BEGIN Information given

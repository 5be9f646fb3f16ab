//! Font atlas contract and GPU coverage texture.
//!
//! Glyph bitmaps are baked elsewhere; this crate only consumes them through
//! [`FontAtlas`]. An atlas stores single-channel coverage, so one atlas
//! serves every text color. [`GridAtlas`] describes the common fixed-cell
//! monospace layout. [`AtlasTexture`] uploads any atlas into an `R8Unorm`
//! texture for the text pass.

use tracing::{debug, info};

use crate::context::GpuContext;
use crate::error::{RenderError, RenderResult};
use crate::types::{Point, Rect, Size};

/// Bold/italic selection for a glyph.
#[derive(Debug, Clone, Copy, Default, PartialEq, Eq, Hash)]
pub struct GlyphStyle {
    pub bold: bool,
    pub italic: bool,
}

impl GlyphStyle {
    /// Upright, normal weight.
    pub const REGULAR: Self = Self {
        bold: false,
        italic: false,
    };
    pub const BOLD: Self = Self {
        bold: true,
        italic: false,
    };
    pub const ITALIC: Self = Self {
        bold: false,
        italic: true,
    };
    pub const BOLD_ITALIC: Self = Self {
        bold: true,
        italic: true,
    };

    /// Create a style.
    pub const fn new(bold: bool, italic: bool) -> Self {
        Self { bold, italic }
    }
}

/// One glyph as stored in an atlas.
#[derive(Debug, Clone, Copy, PartialEq)]
pub struct AtlasGlyph {
    /// Normalized texture rectangle (u, v, width, height in 0..1).
    pub tex_rect: Rect,
    /// Quad size in pixels.
    pub size: Size,
    /// Quad top-left relative to the pen at the top of the line.
    pub offset: Point,
    /// Horizontal pen advance in pixels.
    pub advance: f32,
    /// Style the bitmap was baked with.
    pub style: GlyphStyle,
}

/// Line metrics of an atlas font.
#[derive(Debug, Clone, Copy, PartialEq)]
pub struct FontMetrics {
    /// Distance between baselines.
    pub line_height: f32,
    /// Distance from the top of the line to the baseline.
    pub ascent: f32,
    /// Advance of a space, used for tab stops.
    pub space_advance: f32,
}

/// Source of glyph bitmaps and placement.
pub trait FontAtlas {
    /// Look up a glyph, preferring a bitmap baked in `style`.
    ///
    /// An atlas without the requested variant returns its closest baked
    /// glyph; [`AtlasGlyph::style`] says which one it is.
    fn glyph(&self, ch: char, style: GlyphStyle) -> Option<AtlasGlyph>;

    /// Glyph drawn for characters the atlas does not contain.
    fn fallback_glyph(&self) -> AtlasGlyph;

    /// Line metrics.
    fn metrics(&self) -> FontMetrics;

    /// Coverage bitmap size in pixels.
    fn dimensions(&self) -> (u32, u32);

    /// Row-major coverage bytes, one per pixel.
    fn coverage(&self) -> &[u8];
}

/// Placement of glyphs in a [`GridAtlas`].
#[derive(Debug, Clone, PartialEq)]
pub struct GridLayout {
    /// Cell width in pixels (also the advance).
    pub cell_width: u32,
    /// Cell height in pixels (also the line height).
    pub cell_height: u32,
    /// Cells per row.
    pub columns: u32,
    /// Character stored in the first cell.
    pub first_char: char,
    /// Number of consecutive characters stored.
    pub glyph_count: u32,
    /// Style of each stacked plane, top to bottom.
    pub styles: Vec<GlyphStyle>,
    /// Character used for missing glyphs.
    pub fallback_char: char,
}

impl GridLayout {
    /// Printable ASCII (32..128) in 16 columns, one regular plane.
    pub fn ascii(cell_width: u32, cell_height: u32) -> Self {
        Self {
            cell_width,
            cell_height,
            columns: 16,
            first_char: ' ',
            glyph_count: 96,
            styles: vec![GlyphStyle::REGULAR],
            fallback_char: '?',
        }
    }

    /// Replace the stacked style planes.
    pub fn with_styles(mut self, styles: impl Into<Vec<GlyphStyle>>) -> Self {
        self.styles = styles.into();
        self
    }

    fn rows_per_plane(&self) -> u32 {
        self.glyph_count.div_ceil(self.columns.max(1))
    }

    /// Coverage bitmap size for this layout.
    pub fn dimensions(&self) -> (u32, u32) {
        (
            self.columns.saturating_mul(self.cell_width),
            self.rows_per_plane()
                .saturating_mul(self.styles.len() as u32)
                .saturating_mul(self.cell_height),
        )
    }
}

/// A fixed-cell monospace atlas.
#[derive(Debug, Clone)]
pub struct GridAtlas {
    layout: GridLayout,
    width: u32,
    height: u32,
    coverage: Vec<u8>,
}

impl GridAtlas {
    /// Wrap baked coverage laid out as described by `layout`.
    ///
    /// # Errors
    ///
    /// Returns [`RenderError::InvalidDimensions`] when the layout is empty or
    /// the coverage length does not match it.
    pub fn new(layout: GridLayout, coverage: Vec<u8>) -> RenderResult<Self> {
        let (width, height) = layout.dimensions();
        if width == 0 || height == 0 || coverage.len() != width as usize * height as usize {
            return Err(RenderError::InvalidDimensions { width, height });
        }
        Ok(Self {
            layout,
            width,
            height,
            coverage,
        })
    }

    /// An atlas where every glyph except space is a solid block.
    ///
    /// Useful where real glyph shapes do not matter.
    pub fn block(cell_width: u32, cell_height: u32) -> RenderResult<Self> {
        let layout = GridLayout::ascii(cell_width, cell_height);
        let (width, height) = layout.dimensions();
        let mut coverage = vec![255u8; width as usize * height as usize];

        // Clear the space cell.
        for y in 0..cell_height {
            let row = y as usize * width as usize;
            coverage[row..row + cell_width as usize].fill(0);
        }

        Self::new(layout, coverage)
    }

    /// The grid layout.
    pub fn layout(&self) -> &GridLayout {
        &self.layout
    }

    fn cell(&self, ch: char, plane: usize, style: GlyphStyle) -> Option<AtlasGlyph> {
        let index = (ch as u32).checked_sub(self.layout.first_char as u32)?;
        if index >= self.layout.glyph_count {
            return None;
        }

        let l = &self.layout;
        let col = index % l.columns;
        let row = index / l.columns + plane as u32 * l.rows_per_plane();
        let (w, h) = (self.width as f32, self.height as f32);

        Some(AtlasGlyph {
            tex_rect: Rect::new(
                (col * l.cell_width) as f32 / w,
                (row * l.cell_height) as f32 / h,
                l.cell_width as f32 / w,
                l.cell_height as f32 / h,
            ),
            size: Size::new(l.cell_width as f32, l.cell_height as f32),
            offset: Point::ZERO,
            advance: l.cell_width as f32,
            style,
        })
    }
}

impl FontAtlas for GridAtlas {
    fn glyph(&self, ch: char, style: GlyphStyle) -> Option<AtlasGlyph> {
        // Closest plane that adds no style the caller did not ask for.
        let styles = &self.layout.styles;
        let (plane, baked) = styles
            .iter()
            .enumerate()
            .filter(|(_, s)| (!s.bold || style.bold) && (!s.italic || style.italic))
            .max_by_key(|(_, s)| u8::from(s.bold) + u8::from(s.italic))
            .map_or((0, styles.first().copied().unwrap_or_default()), |(i, s)| (i, *s));
        self.cell(ch, plane, baked)
    }

    fn fallback_glyph(&self) -> AtlasGlyph {
        let l = &self.layout;
        self.glyph(l.fallback_char, GlyphStyle::REGULAR)
            .or_else(|| self.glyph(l.first_char, GlyphStyle::REGULAR))
            .unwrap_or(AtlasGlyph {
                tex_rect: Rect::ZERO,
                size: Size::new(l.cell_width as f32, l.cell_height as f32),
                offset: Point::ZERO,
                advance: l.cell_width as f32,
                style: GlyphStyle::REGULAR,
            })
    }

    fn metrics(&self) -> FontMetrics {
        let l = &self.layout;
        FontMetrics {
            line_height: l.cell_height as f32,
            ascent: l.cell_height as f32 * 0.8,
            space_advance: l.cell_width as f32,
        }
    }

    fn dimensions(&self) -> (u32, u32) {
        (self.width, self.height)
    }

    fn coverage(&self) -> &[u8] {
        &self.coverage
    }
}

/// An atlas's coverage uploaded to the GPU.
pub struct AtlasTexture {
    texture: wgpu::Texture,
    view: wgpu::TextureView,
    sampler: wgpu::Sampler,
    width: u32,
    height: u32,
}

impl AtlasTexture {
    /// Create an `R8Unorm` texture and upload the atlas coverage.
    ///
    /// # Errors
    ///
    /// Returns [`RenderError::AtlasTooLarge`] when the atlas exceeds the
    /// device's texture limit and [`RenderError::InvalidDimensions`] when the
    /// coverage does not match the reported size.
    pub fn new(ctx: &GpuContext, atlas: &dyn FontAtlas) -> RenderResult<Self> {
        let (width, height) = atlas.dimensions();
        validate(ctx, atlas)?;

        let texture = ctx.device().create_texture(&wgpu::TextureDescriptor {
            label: Some("glyph_atlas"),
            size: wgpu::Extent3d {
                width,
                height,
                depth_or_array_layers: 1,
            },
            mip_level_count: 1,
            sample_count: 1,
            dimension: wgpu::TextureDimension::D2,
            format: wgpu::TextureFormat::R8Unorm,
            usage: wgpu::TextureUsages::TEXTURE_BINDING | wgpu::TextureUsages::COPY_DST,
            view_formats: &[],
        });

        let view = texture.create_view(&wgpu::TextureViewDescriptor::default());

        let sampler = ctx.device().create_sampler(&wgpu::SamplerDescriptor {
            label: Some("glyph_atlas_sampler"),
            address_mode_u: wgpu::AddressMode::ClampToEdge,
            address_mode_v: wgpu::AddressMode::ClampToEdge,
            address_mode_w: wgpu::AddressMode::ClampToEdge,
            mag_filter: wgpu::FilterMode::Linear,
            min_filter: wgpu::FilterMode::Linear,
            mipmap_filter: wgpu::FilterMode::Nearest,
            ..Default::default()
        });

        let this = Self {
            texture,
            view,
            sampler,
            width,
            height,
        };
        this.upload(ctx, atlas.coverage());

        info!(
            target: "glyphcast_render::atlas",
            width,
            height,
            "uploaded glyph atlas"
        );

        Ok(this)
    }

    /// Re-upload coverage from an atlas of the same size.
    pub fn update(&self, ctx: &GpuContext, atlas: &dyn FontAtlas) -> RenderResult<()> {
        let (width, height) = atlas.dimensions();
        if (width, height) != (self.width, self.height) {
            return Err(RenderError::InvalidDimensions { width, height });
        }
        validate(ctx, atlas)?;
        self.upload(ctx, atlas.coverage());

        debug!(
            target: "glyphcast_render::atlas",
            width,
            height,
            "updated glyph atlas"
        );
        Ok(())
    }

    fn upload(&self, ctx: &GpuContext, coverage: &[u8]) {
        ctx.queue().write_texture(
            wgpu::TexelCopyTextureInfo {
                texture: &self.texture,
                mip_level: 0,
                origin: wgpu::Origin3d::ZERO,
                aspect: wgpu::TextureAspect::All,
            },
            coverage,
            wgpu::TexelCopyBufferLayout {
                offset: 0,
                bytes_per_row: Some(self.width),
                rows_per_image: Some(self.height),
            },
            wgpu::Extent3d {
                width: self.width,
                height: self.height,
                depth_or_array_layers: 1,
            },
        );
    }

    /// Texture view for binding.
    pub fn view(&self) -> &wgpu::TextureView {
        &self.view
    }

    /// Sampler for binding.
    pub fn sampler(&self) -> &wgpu::Sampler {
        &self.sampler
    }

    /// Texture size in pixels.
    pub fn size(&self) -> (u32, u32) {
        (self.width, self.height)
    }
}

impl std::fmt::Debug for AtlasTexture {
    fn fmt(&self, f: &mut std::fmt::Formatter<'_>) -> std::fmt::Result {
        f.debug_struct("AtlasTexture")
            .field("size", &(self.width, self.height))
            .finish()
    }
}

fn validate(ctx: &GpuContext, atlas: &dyn FontAtlas) -> RenderResult<()> {
    let (width, height) = atlas.dimensions();
    if width == 0 || height == 0 || atlas.coverage().len() != (width as usize * height as usize) {
        return Err(RenderError::InvalidDimensions { width, height });
    }
    let max = ctx.max_texture_dimension();
    if width > max || height > max {
        return Err(RenderError::AtlasTooLarge { width, height, max });
    }
    Ok(())
}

END Information given

Instructions to follow
Among the records, find the lines that contain "Linear" and copy each of them.

Reply
            mag_filter: wgpu::FilterMode::Linear,
            min_filter: wgpu::FilterMode::Linear,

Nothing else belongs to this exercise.